We reached a nice milestone today with the last step of fitting the beam and float main hull all together. I thought that the float would lower immediately under its own weight once unbolted and the jack inched down. But it actually took quite a bit of levering and wiggling to get everything apart. The beams with their fairings are getting quite heavy – almost too much for Griffin and I to bring down. Will probably rig a tackle from the roof trusses for the port side.
Here’s the completed beam-to-float bolting flange. The jagged edges will be cleaned up in the process of final glassing and fairing of the completed beams. Light at the end of the tunnel!!
After these beams came down, the floats went back out in the street to make room for the main hull to shift to the other side of the shop. Two of us can just barely push it around with the old metal trolley wheels. I think that’s the last time it needs to move before loading on to a truck for the harbor next year. For now, we’re ready to fit out the Port side :)

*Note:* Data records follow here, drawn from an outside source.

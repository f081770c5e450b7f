//! Startup loading with a bounded interactive retry.
//!
//! If the dataset can't be loaded, the user is asked for a corrected path
//! up to [`MAX_PATH_PROMPTS`] times before the process gives up.

use std::path::{Path, PathBuf};
use std::sync::Arc;

use dialoguer::Input;
use disaster_dash_dataset_models::Dataset;

use crate::progress::ProgressCallback;
use crate::{DatasetError, load_from_path};

/// How many times the user is asked for a corrected path after the
/// initial attempt fails.
pub const MAX_PATH_PROMPTS: u32 = 3;

/// Source of replacement paths after a failed load.
pub trait PathPrompt {
    /// Asks for a new path after `failed` could not be loaded.
    ///
    /// Returning `None` aborts the retry loop immediately.
    fn ask(&mut self, failed: &Path, error: &DatasetError) -> Option<PathBuf>;
}

/// Prompts on the terminal via `dialoguer`.
///
/// If the terminal isn't interactive the prompt fails and loading is
/// aborted.
pub struct TerminalPrompt;

impl PathPrompt for TerminalPrompt {
    fn ask(&mut self, failed: &Path, error: &DatasetError) -> Option<PathBuf> {
        eprintln!("Could not load {}: {error}", failed.display());

        match Input::<String>::new()
            .with_prompt("Path to the cleaned dataset")
            .default(failed.display().to_string())
            .interact_text()
        {
            Ok(path) => Some(PathBuf::from(path.trim())),
            Err(e) => {
                log::error!("Unable to prompt for a dataset path: {e}");
                None
            }
        }
    }
}

/// Never supplies a new path; the first failure is final.
pub struct NoPrompt;

impl PathPrompt for NoPrompt {
    fn ask(&mut self, _failed: &Path, _error: &DatasetError) -> Option<PathBuf> {
        None
    }
}

/// Loads the dataset, asking `prompt` for a new path after each failure.
///
/// Makes at most `1 + MAX_PATH_PROMPTS` load attempts.
///
/// # Errors
///
/// Returns [`DatasetError::AttemptsExhausted`] when every attempt failed or
/// the prompt declined to supply another path.
pub fn load_with_retry(
    initial: &Path,
    prompt: &mut dyn PathPrompt,
    progress: &Arc<dyn ProgressCallback>,
) -> Result<Dataset, DatasetError> {
    let mut path = initial.to_path_buf();
    let mut attempts = 0;

    loop {
        attempts += 1;

        let error = match load_from_path(&path, progress) {
            Ok(dataset) => return Ok(dataset),
            Err(e) => e,
        };

        log::warn!("Failed to load dataset (attempt {attempts}): {error}");

        if attempts > MAX_PATH_PROMPTS {
            break;
        }

        match prompt.ask(&path, &error) {
            Some(next) => path = next,
            None => break,
        }
    }

    log::error!("Giving up on loading the dataset after {attempts} attempts");

    Err(DatasetError::AttemptsExhausted { attempts, path })
}

#[cfg(test)]
mod tests {
    use super::*;
    use crate::progress::null_progress;

    /// Replays a fixed list of answers and records how often it was asked.
    struct ScriptedPrompt {
        answers: Vec<PathBuf>,
        asked: u32,
    }

    impl PathPrompt for ScriptedPrompt {
        fn ask(&mut self, _failed: &Path, _error: &DatasetError) -> Option<PathBuf> {
            self.asked += 1;
            if self.answers.is_empty() {
                None
            } else {
                Some(self.answers.remove(0))
            }
        }
    }

    fn missing(name: &str) -> PathBuf {
        std::env::temp_dir().join(format!("disaster_dash_missing_{name}.csv"))
    }

    #[test]
    fn gives_up_after_three_prompts() {
        let mut prompt = ScriptedPrompt {
            answers: vec![missing("a"), missing("b"), missing("c"), missing("d")],
            asked: 0,
        };

        let err = load_with_retry(&missing("start"), &mut prompt, &null_progress()).unwrap_err();

        assert_eq!(prompt.asked, MAX_PATH_PROMPTS);
        match err {
            DatasetError::AttemptsExhausted { attempts, path } => {
                assert_eq!(attempts, MAX_PATH_PROMPTS + 1);
                assert_eq!(path, missing("c"));
            }
            other => panic!("unexpected error: {other}"),
        }
    }

    #[test]
    fn declined_prompt_aborts_immediately() {
        let err = load_with_retry(&missing("start"), &mut NoPrompt, &null_progress()).unwrap_err();
        assert!(matches!(
            err,
            DatasetError::AttemptsExhausted { attempts: 1, .. }
        ));
    }

    #[test]
    fn recovers_with_corrected_path() {
        let dir = std::env::temp_dir().join("disaster_dash_retry_test");
        let _ = std::fs::remove_dir_all(&dir);
        std::fs::create_dir_all(&dir).unwrap();
        let good = dir.join("events.csv");
        std::fs::write(
            &good,
            "id,type,iso,country,subregion,region,year,month,total_deaths,total_affected,total_damage,last_update\n\
             a,Flood,KEN,Kenya,Sub-Saharan Africa,Africa,2010,4,100,,,\n",
        )
        .unwrap();

        let mut prompt = ScriptedPrompt {
            answers: vec![missing("typo"), good],
            asked: 0,
        };

        let dataset = load_with_retry(&missing("start"), &mut prompt, &null_progress()).unwrap();
        assert_eq!(dataset.len(), 1);
        assert_eq!(prompt.asked, 2);

        let _ = std::fs::remove_dir_all(&dir);
    }
}
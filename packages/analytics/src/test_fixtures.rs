//! Shared datasets for unit tests.

use chrono::NaiveDate;
use disaster_dash_dataset_models::{Dataset, EventRecord};
use disaster_dash_disaster_models::DisasterType;

fn at(y: i32, m: u32, d: u32) -> chrono::NaiveDateTime {
    NaiveDate::from_ymd_opt(y, m, d)
        .and_then(|date| date.and_hms_opt(12, 0, 0))
        .unwrap()
}

/// The three-record scenario: two floods in 2010 (Kenya, Chad) and a
/// drought in Kenya in 2012.
pub fn scenario() -> Dataset {
    Dataset::new(vec![
        EventRecord::new(
            "2010-0001-KEN",
            DisasterType::Flood,
            "KEN",
            "Kenya",
            "Sub-Saharan Africa",
            "Africa",
            2010,
            4,
        )
        .with_deaths(100.0),
        EventRecord::new(
            "2012-0002-KEN",
            DisasterType::Drought,
            "KEN",
            "Kenya",
            "Sub-Saharan Africa",
            "Africa",
            2012,
            7,
        )
        .with_deaths(50.0),
        EventRecord::new(
            "2010-0003-TCD",
            DisasterType::Flood,
            "TCD",
            "Chad",
            "Sub-Saharan Africa",
            "Africa",
            2010,
            8,
        )
        .with_deaths(10.0),
    ])
}

/// A wider dataset spanning two regions, with some missing magnitudes.
pub fn sample() -> Dataset {
    Dataset::new(vec![
        EventRecord::new(
            "2010-0001-KEN",
            DisasterType::Flood,
            "KEN",
            "Kenya",
            "Sub-Saharan Africa",
            "Africa",
            2010,
            4,
        )
        .with_deaths(100.0)
        .with_affected(5_000.0)
        .with_damage(2_000.0)
        .with_last_update(at(2023, 1, 5)),
        EventRecord::new(
            "2012-0002-KEN",
            DisasterType::Drought,
            "KEN",
            "Kenya",
            "Sub-Saharan Africa",
            "Africa",
            2012,
            7,
        )
        .with_deaths(50.0)
        .with_affected(900_000.0)
        .with_last_update(at(2024, 2, 1)),
        EventRecord::new(
            "2010-0003-TCD",
            DisasterType::Flood,
            "TCD",
            "Chad",
            "Sub-Saharan Africa",
            "Africa",
            2010,
            8,
        )
        .with_deaths(10.0)
        .with_affected(200.0)
        .with_damage(150.0)
        .with_last_update(at(2022, 6, 30)),
        EventRecord::new(
            "2011-0004-BGD",
            DisasterType::Storm,
            "BGD",
            "Bangladesh",
            "Southern Asia",
            "Asia",
            2011,
            5,
        )
        .with_deaths(300.0)
        .with_affected(2_000_000.0)
        .with_damage(500_000.0)
        .with_last_update(at(2024, 5, 10)),
        EventRecord::new(
            "2011-0005-JPN",
            DisasterType::Earthquake,
            "JPN",
            "Japan",
            "Eastern Asia",
            "Asia",
            2011,
            3,
        )
        .with_deaths(20_000.0)
        .with_damage(210_000_000.0)
        .with_last_update(at(2023, 11, 11)),
    ])
}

Well, no posts in April because it was only a day or two in the boat shop due to extensive work travel. And a fun Saturday at the Strictly Sail boat show in Oakland. Drew, Dad and I hit the info booths hard; navigation equipment is tricky as we search powerful auto-tillers and wind instruments with the rotating mast. But good progress was made on the engine-to-prop system, leaning towards Yanmar and a Gori prop now.
Here’s the rear deck with rudder post area now complete, ready to start fairing.
Stopped in at Home Depot for 10′ lengths of 3/4″ PVC electrical conduit to form the basis of the nets’ lashing anchor points. Epoxied them to the hulls and beams (used temp screws to hold in place), then a few hours today to fillet them for more bonding surface area. Next they’ll get glassed over with two layers of cloth. Once these tubes are all built and faired in, we’ll use a jig to cut ‘windows’ in the tubes so small rope can be looped over a small rod inserted the length of the conduit pipe.
The lashing tubes define the surface area of the starboard main net here…
And finally with a weeknight not on the road, I sat in the little engine room for an hour last night finally figuring out locations for the water tanks, fuel tank, fridge compressor, watermaker and furnace. A bit if a puzzle, but things should tuck nicely in to their spots. First up was finalizing the refridge order with the CoolBlue people in Orange County today. Good USA quality, at a decent boat-show discount. Let the systems begin!